Colin Powell is a black who's never run for office but is widely, warmly
admired. But he's nearly as old as McCain, 71, and says he doesn't want the
job. After serving as the nation's top military commander and secretary of
state, Powell likely doesn't relish a pitcher-of-spit post. Powell may have
been as badly damaged as Rice by his association with the Iraq invasion. More
importantly, neo-conservatives still haven't forgiven Powell for not ousting
Saddam Hussein in the first Gulf War in 1991.

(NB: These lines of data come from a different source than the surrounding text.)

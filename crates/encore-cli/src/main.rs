use anyhow::{Context, Result};
use clap::Parser;
use std::path::PathBuf;

use encore_core::model::{FavoriteId, SongId, UserId};
use encore_core::schema::Database;
use encore_engine::{Config, TrendWindow};

mod commands;

#[derive(Debug, Parser)]
#[command(name = "encore", version, about)]
struct Cli {
    #[command(subcommand)]
    command: Commands,

    /// Path to the database (default: ~/.local/share/encore/encore.db)
    #[arg(long, global = true)]
    db: Option<PathBuf>,
}

#[derive(Debug, clap::Subcommand)]
enum Commands {
    /// Capture a popularity snapshot of every song
    ///
    /// Scores each song against the catalog-wide maxima of seven signals
    /// (views, provider popularity, Last.fm play count and listeners,
    /// MusicBrainz rating, YouTube views and likes) and stores one
    /// snapshot row per song under a shared pass id.
    ///
    /// Intended to run from a scheduler such as cron. Passes are
    /// serialised: a second run waits for the first to finish.
    Snapshot,
    /// Show trending songs
    ///
    /// Compares the latest snapshot pass against an earlier one and ranks
    /// the biggest movers, then the highest scorers. When nothing moved,
    /// shows the top songs by score instead.
    Trending {
        /// Comparison window: 24h (last two passes) or lastweek (last seven)
        #[arg(long, default_value = "24h")]
        window: TrendWindow,

        /// Print JSON instead of a table
        #[arg(long)]
        json: bool,
    },
    /// Personalised recommendations for a user
    Recommend {
        user_id: UserId,

        /// Print JSON instead of a table
        #[arg(long)]
        json: bool,
    },
    /// Import songs from a JSON file (upserted by external id)
    Import {
        /// Path to a JSON array of songs, or an object with a "songs" array
        file: PathBuf,
    },
    /// Inspect songs
    Song {
        #[command(subcommand)]
        action: SongCommand,
    },
    /// Manage a user's favorites
    Favorite {
        #[command(subcommand)]
        action: FavoriteCommand,
    },
    /// Manage users and their preferences
    User {
        #[command(subcommand)]
        action: UserCommand,
    },
    /// Fetch Last.fm data for songs that have none
    Enrich {
        /// Maximum songs to enrich
        #[arg(long, default_value_t = 50)]
        limit: usize,
    },
    /// Show catalog statistics
    Stats,
    /// Manage configuration
    Config {
        #[command(subcommand)]
        action: ConfigCommand,
    },
}

#[derive(Debug, clap::Subcommand)]
enum SongCommand {
    /// List songs, most popular first
    List {
        #[arg(long, default_value_t = 1)]
        page: usize,

        #[arg(long, default_value_t = 50)]
        limit: usize,

        #[arg(long)]
        json: bool,
    },
    /// Show a song and its enrichment data
    Show { song_id: SongId },
    /// Record a view (increments the interaction counter)
    View { song_id: SongId },
    /// Tracks similar to a song, via Last.fm
    Similar {
        song_id: SongId,

        #[arg(long, default_value_t = encore_engine::similar::SIMILAR_LIMIT)]
        limit: usize,

        #[arg(long)]
        json: bool,
    },
}

#[derive(Debug, clap::Subcommand)]
enum FavoriteCommand {
    /// Save a song for a user
    Add { user_id: UserId, song_id: SongId },
    /// List a user's favorites, newest first
    List {
        user_id: UserId,

        #[arg(long)]
        json: bool,
    },
    /// Remove a favorite by id
    Remove { favorite_id: FavoriteId },
}

#[derive(Debug, clap::Subcommand)]
enum UserCommand {
    /// Create a user
    Add {
        #[arg(long)]
        name: Option<String>,

        #[arg(long)]
        email: Option<String>,
    },
    /// Show a user
    Show {
        user_id: UserId,

        #[arg(long)]
        json: bool,
    },
    /// Set preferred genres and moods
    ///
    /// With --complete the lists replace the current ones and onboarding is
    /// marked complete. Otherwise only the lists given are replaced.
    Prefs {
        user_id: UserId,

        /// Comma-separated genres
        #[arg(long, value_delimiter = ',')]
        genres: Option<Vec<String>>,

        /// Comma-separated moods
        #[arg(long, value_delimiter = ',')]
        moods: Option<Vec<String>>,

        /// Mark onboarding as complete
        #[arg(long)]
        complete: bool,
    },
    /// Record genres and artists detected from a connected profile
    Indirect {
        user_id: UserId,

        /// Comma-separated genres
        #[arg(long, value_delimiter = ',')]
        genres: Vec<String>,

        /// Comma-separated artists
        #[arg(long, value_delimiter = ',')]
        artists: Vec<String>,

        /// facebook, google, listening_history or collaborative
        #[arg(long)]
        source: Option<encore_core::model::PreferenceSource>,

        /// Detection confidence, 0-100
        #[arg(long, default_value_t = 0, value_parser = clap::value_parser!(u8).range(0..=100))]
        confidence: u8,
    },
    /// Show onboarding status
    Status { user_id: UserId },
}

#[derive(Debug, clap::Subcommand)]
enum ConfigCommand {
    /// Show the effective configuration
    Show,
    /// Print one value, or the whole config file
    Get { key: Option<String> },
    /// Set a value in the config file (e.g. recommend.timeout_secs 30)
    Set { key: String, value: String },
    /// Print the config file path
    Path,
    /// Print an example config file
    Example,
    /// Create the config file with defaults
    Init,
}

fn open_database(config: &Config) -> Result<Database> {
    let db_path = &config.database_path;

    // Ensure database directory exists
    if let Some(parent) = db_path.parent() {
        std::fs::create_dir_all(parent)
            .with_context(|| format!("Failed to create {}", parent.display()))?;
    }

    Database::open(db_path).with_context(|| format!("Failed to open {}", db_path.display()))
}

fn run_config(action: ConfigCommand) -> Result<()> {
    match action {
        ConfigCommand::Show => commands::config::show_config(),
        ConfigCommand::Get { key } => commands::config::get_config(key.as_deref()),
        ConfigCommand::Set { key, value } => commands::config::set_config(&key, &value),
        ConfigCommand::Path => commands::config::show_path(),
        ConfigCommand::Example => commands::config::show_example(),
        ConfigCommand::Init => commands::config::init_config(),
    }
}

#[tokio::main]
async fn main() -> Result<()> {
    tracing_subscriber::fmt()
        .with_env_filter(
            tracing_subscriber::EnvFilter::try_from_default_env()
                .unwrap_or_else(|_| tracing_subscriber::EnvFilter::new("info")),
        )
        .init();

    let cli = Cli::parse();

    // Config commands work without a loadable config or database.
    if let Commands::Config { action } = cli.command {
        return run_config(action);
    }

    let config = match cli.db {
        Some(path) => Config::load_with_db_path(path)?,
        None => Config::load()?,
    };
    let mut db = open_database(&config)?;

    match cli.command {
        Commands::Snapshot => commands::run_snapshot(&mut db, &config)?,
        Commands::Trending { window, json } => commands::show_trending(&db, window, json)?,
        Commands::Recommend { user_id, json } => {
            commands::run_recommend(&db, &config, &user_id, json).await?;
        }
        Commands::Import { file } => commands::run_import(&db, &file)?,
        Commands::Song { action } => match action {
            SongCommand::List { page, limit, json } => {
                commands::song::list_songs(&db, page, limit, json)?;
            }
            SongCommand::Show { song_id } => commands::song::show_song(&db, &song_id)?,
            SongCommand::View { song_id } => commands::song::record_view(&db, &song_id)?,
            SongCommand::Similar {
                song_id,
                limit,
                json,
            } => commands::song::show_similar(&db, &config, &song_id, limit, json).await?,
        },
        Commands::Favorite { action } => match action {
            FavoriteCommand::Add { user_id, song_id } => {
                commands::favorite::add_favorite(&db, &user_id, &song_id)?;
            }
            FavoriteCommand::List { user_id, json } => {
                commands::favorite::list_favorites(&db, &user_id, json)?;
            }
            FavoriteCommand::Remove { favorite_id } => {
                commands::favorite::remove_favorite(&db, &favorite_id)?;
            }
        },
        Commands::User { action } => match action {
            UserCommand::Add { name, email } => commands::user::add_user(&db, name, email)?,
            UserCommand::Show { user_id, json } => commands::user::show_user(&db, &user_id, json)?,
            UserCommand::Prefs {
                user_id,
                genres,
                moods,
                complete,
            } => commands::user::set_preferences(&db, &user_id, genres, moods, complete)?,
            UserCommand::Indirect {
                user_id,
                genres,
                artists,
                source,
                confidence,
            } => commands::user::set_indirect(&db, &user_id, genres, artists, source, confidence)?,
            UserCommand::Status { user_id } => commands::user::show_status(&db, &user_id)?,
        },
        Commands::Enrich { limit } => commands::run_enrich(&db, &config, limit).await?,
        Commands::Stats => commands::show_stats(&db, &config)?,
        Commands::Config { action } => run_config(action)?,
    }

    Ok(())
}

Hail Mary play Former Oklahoma quarterback and congressman J C Watts is a friend of
McCain. But he didn't make a lot of other pals in Washington during eight years
on Capitol Hill. Although he keeps his finger in politics as a pundit, Watts
seems more content to be in private sector. Even though he's just 50, there's a
sense that, eight years removed from his last campaign, Watts' time may have
passed.
Is there a black man out there who would firm up McCain's right flank, get love
from the Republican establishment, and, unlike Rice, at least potentially
appeal to African-Americans? Yes, and he's been hiding in plain sight since
1991.
At its heart, the vice presidential choice is a cynical, craven appeal to
voters. On one hand, the vice presidential nominee is supposed to be ready for
the presidency, and voters can even prefer the running mate to headliner. But
the presidential nominee absolutely, positively doesn't want the vice president
to become president. The Clintons raised the cynical art form to a new low in
recent days with their suggestions of Democratic frontrunner Barack Obama as
Hillary Clinton's running mate while questioning his fitness for the top job.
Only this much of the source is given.